Antimalarial drug resistance is one of the key challenges that the governments face in the fight against malaria. Molecular surveillance of antimalarial drug resistance supports early detection of how the recommended treatments work. This allows immediate action to reduce any threat and prevent it from spreading. Therefore, the aim of this study was to evaluate the frequency of dihydrofolate reductase (dhfr) mutants in Plasmodium falciparum resistance to primethamine in Iranian malaria patients.

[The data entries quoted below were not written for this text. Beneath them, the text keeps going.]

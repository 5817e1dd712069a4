//! # Booking State Machine
//!
//! Per slot instant:
//!
//! ```text
//! available --book--> booked --cancel--> available
//! available --block-> blocked --unblock-> available
//! ```
//!
//! `booked` and `blocked` never coexist. Each mutation checks the opposite set
//! first, and the storage uniqueness constraints remain the authoritative
//! detector of concurrent duplicates.
//!
//! Meeting provisioning and confirmation delivery are best-effort: their
//! failures are logged and never undo a committed booking or cancellation.

use std::sync::Arc;

use chrono::{DateTime, Utc};
use tracing::{info, warn};

use crate::availability::reconcile;
use crate::errors::{BookingError, BookingResult, Conflict};
use crate::models::booking::{BlockedSlot, Booking, CreateBookingRequest, NewBooking, SLOT_MINUTES};
use crate::models::meeting::{BookingConfirmation, Meeting, MeetingRequest};
use crate::models::slot::{AdminSlot, BlockedSlotView, PublicSlot, ReconciledSlot};
use crate::normalize::{parse_slot_time, SlotKey};
use crate::schedule::SlotSchedule;
use crate::store::{ConfirmationSender, MeetingProvider, SlotStore};

pub struct BookingService {
    store: Arc<dyn SlotStore>,
    schedule: SlotSchedule,
    meetings: Option<Arc<dyn MeetingProvider>>,
    confirmations: Option<Arc<dyn ConfirmationSender>>,
}

impl BookingService {
    pub fn new(store: Arc<dyn SlotStore>, schedule: SlotSchedule) -> Self {
        Self {
            store,
            schedule,
            meetings: None,
            confirmations: None,
        }
    }

    /// Provision a meeting for every new booking.
    pub fn with_meetings(mut self, provider: Arc<dyn MeetingProvider>) -> Self {
        self.meetings = Some(provider);
        self
    }

    /// Send a confirmation for every new booking.
    pub fn with_confirmations(mut self, sender: Arc<dyn ConfirmationSender>) -> Self {
        self.confirmations = Some(sender);
        self
    }

    pub fn schedule(&self) -> &SlotSchedule {
        &self.schedule
    }

    /// Generates candidates and overlays both persisted sets in one pass.
    pub async fn reconciled_slots(&self, now: DateTime<Utc>) -> BookingResult<Vec<ReconciledSlot>> {
        let candidates = self.schedule.generate(now);
        if candidates.is_empty() {
            return Ok(Vec::new());
        }

        let bookings = self.store.list_bookings().await?;
        let blocked = self.store.list_blocked_slots().await?;

        Ok(reconcile(&candidates, &bookings, &blocked))
    }

    pub async fn public_slots(&self, now: DateTime<Utc>) -> BookingResult<Vec<PublicSlot>> {
        let timezone = self.schedule.timezone();
        Ok(self
            .reconciled_slots(now)
            .await?
            .iter()
            .map(|slot| slot.public_view(timezone))
            .collect())
    }

    pub async fn admin_slots(&self, now: DateTime<Utc>) -> BookingResult<Vec<AdminSlot>> {
        let timezone = self.schedule.timezone();
        Ok(self
            .reconciled_slots(now)
            .await?
            .iter()
            .map(|slot| slot.admin_view(timezone))
            .collect())
    }

    /// Every stored blocked slot, including ones outside the horizon.
    pub async fn blocked_slots(&self) -> BookingResult<Vec<BlockedSlotView>> {
        let timezone = self.schedule.timezone();
        let mut blocked = self.store.list_blocked_slots().await?;
        blocked.sort_by_key(|slot| slot.slot_time);

        Ok(blocked
            .iter()
            .map(|slot| slot.diagnostic_view(timezone))
            .collect())
    }

    pub async fn create_booking(
        &self,
        request: &CreateBookingRequest,
        now: DateTime<Utc>,
    ) -> BookingResult<Booking> {
        let name = request.name.trim();
        let email = request.email.trim();
        if name.is_empty() || email.is_empty() || request.slot_time.trim().is_empty() {
            return Err(BookingError::Validation(
                "Name, email, and slot_time are required".to_string(),
            ));
        }

        let slot_time = parse_slot_time(&request.slot_time)?;
        if slot_time <= now {
            return Err(BookingError::Validation("Cannot book past slots".to_string()));
        }

        if self.store.is_blocked(slot_time).await? {
            return Err(Conflict::SlotBlocked.into());
        }
        // Saves a wasted meeting; the insert below still decides races.
        if self.store.find_booking(slot_time).await?.is_some() {
            return Err(Conflict::AlreadyBooked.into());
        }

        let meeting = self.provision_meeting(name, email, slot_time).await;

        let new_booking = NewBooking {
            slot_time,
            name: name.to_string(),
            email: email.to_string(),
            meeting_ref: meeting.as_ref().map(|m| m.id.clone()),
            meeting_url: meeting.as_ref().map(|m| m.join_url.clone()),
        };

        let booking = match self.store.insert_booking(new_booking).await {
            Ok(booking) => booking,
            Err(err) => {
                if let Some(meeting) = &meeting {
                    self.release_meeting(&meeting.id).await;
                }
                return Err(err);
            }
        };

        info!(
            "Booking created: slot={} key={}",
            booking.slot_time,
            SlotKey::of(&booking.slot_time)
        );

        self.send_confirmation(&booking).await;

        Ok(booking)
    }

    pub async fn block_slot(&self, raw_slot_time: &str) -> BookingResult<BlockedSlot> {
        let slot_time = parse_slot_time(raw_slot_time)?;

        if self.store.find_booking(slot_time).await?.is_some() {
            return Err(Conflict::SlotBooked.into());
        }

        let blocked = self.store.insert_blocked_slot(slot_time).await?;
        info!("Slot blocked: slot={}", blocked.slot_time);
        Ok(blocked)
    }

    pub async fn unblock_slot(&self, raw_slot_time: &str) -> BookingResult<()> {
        let slot_time = parse_slot_time(raw_slot_time)?;

        if !self.store.delete_blocked_slot(slot_time).await? {
            return Err(BookingError::NotFound(
                "Slot not found in blocked list".to_string(),
            ));
        }

        info!("Slot unblocked: slot={}", slot_time);
        Ok(())
    }

    pub async fn cancel_booking(&self, raw_slot_time: &str) -> BookingResult<Booking> {
        let slot_time = parse_slot_time(raw_slot_time)?;

        let booking = self
            .store
            .delete_booking(slot_time)
            .await?
            .ok_or_else(|| BookingError::NotFound("Booking not found".to_string()))?;

        info!("Booking cancelled: slot={}", booking.slot_time);

        if let Some(meeting_ref) = &booking.meeting_ref {
            self.release_meeting(meeting_ref).await;
        }

        Ok(booking)
    }

    pub async fn clear_blocked_slots(&self) -> BookingResult<u64> {
        let removed = self.store.clear_blocked_slots().await?;
        info!("Cleared {} blocked slots", removed);
        Ok(removed)
    }

    async fn provision_meeting(
        &self,
        name: &str,
        email: &str,
        slot_time: DateTime<Utc>,
    ) -> Option<Meeting> {
        let provider = self.meetings.as_ref()?;
        let request = MeetingRequest {
            name: name.to_string(),
            email: email.to_string(),
            start: slot_time,
            duration_minutes: SLOT_MINUTES,
        };

        match provider.create_meeting(&request).await {
            Ok(meeting) => Some(meeting),
            Err(err) => {
                let err = BookingError::dependency("meeting provider", &err);
                warn!("Booking proceeds without a meeting link: {}", err);
                None
            }
        }
    }

    async fn release_meeting(&self, meeting_ref: &str) {
        let Some(provider) = self.meetings.as_ref() else {
            warn!(
                "Meeting {} left in place: no meeting provider configured",
                meeting_ref
            );
            return;
        };

        if let Err(err) = provider.delete_meeting(meeting_ref).await {
            let err = BookingError::dependency("meeting provider", &err);
            warn!("Failed to delete meeting {}: {}", meeting_ref, err);
        }
    }

    async fn send_confirmation(&self, booking: &Booking) {
        let Some(sender) = self.confirmations.as_ref() else {
            return;
        };

        let confirmation = BookingConfirmation {
            name: booking.name.clone(),
            email: booking.email.clone(),
            slot_time: booking.slot_time,
            meeting_url: booking.meeting_url.clone(),
        };

        if let Err(err) = sender.send_confirmation(&confirmation).await {
            let err = BookingError::dependency("confirmation sender", &err);
            warn!(
                "Booking created but failed to send confirmation to {}: {}",
                booking.email, err
            );
        }
    }
}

In 2020, 27 patients (21 males and 5 females) with imported P. falciparum cases were studied. The Nested-PCR technique first confirmed the species identity for all samples and then amplified by the Semi-Nested-PCR method in order to detection of single nucleotide polymorphisms (SNPs) in dhfr gene related to pyrimethamine resistance.

All samples in the 18S rRNA gene had species-specific bands for P. falciparum strains. In the sequence analysis of pfdhfr gene amplification after comparison with the standard strain (wild type), 21 patients had a double mutation (C59R+S108N) and 6 patients had a triple mutation (N51I+ C59R+S108N) of pyrimethamine resistance.

The results of this study showed that the susceptibility of P. falciparum to pyrimethamine in the treatment of malaria is significantly reducing. These findings have raised concerns about pyrimethamine resistance in P. falciparum. Due to the high emergence of double and triple mutants related to pyrimethamine resistance, the malaria surveillance and treatment systems in the region should pay more attention to the use of pyrimethamine.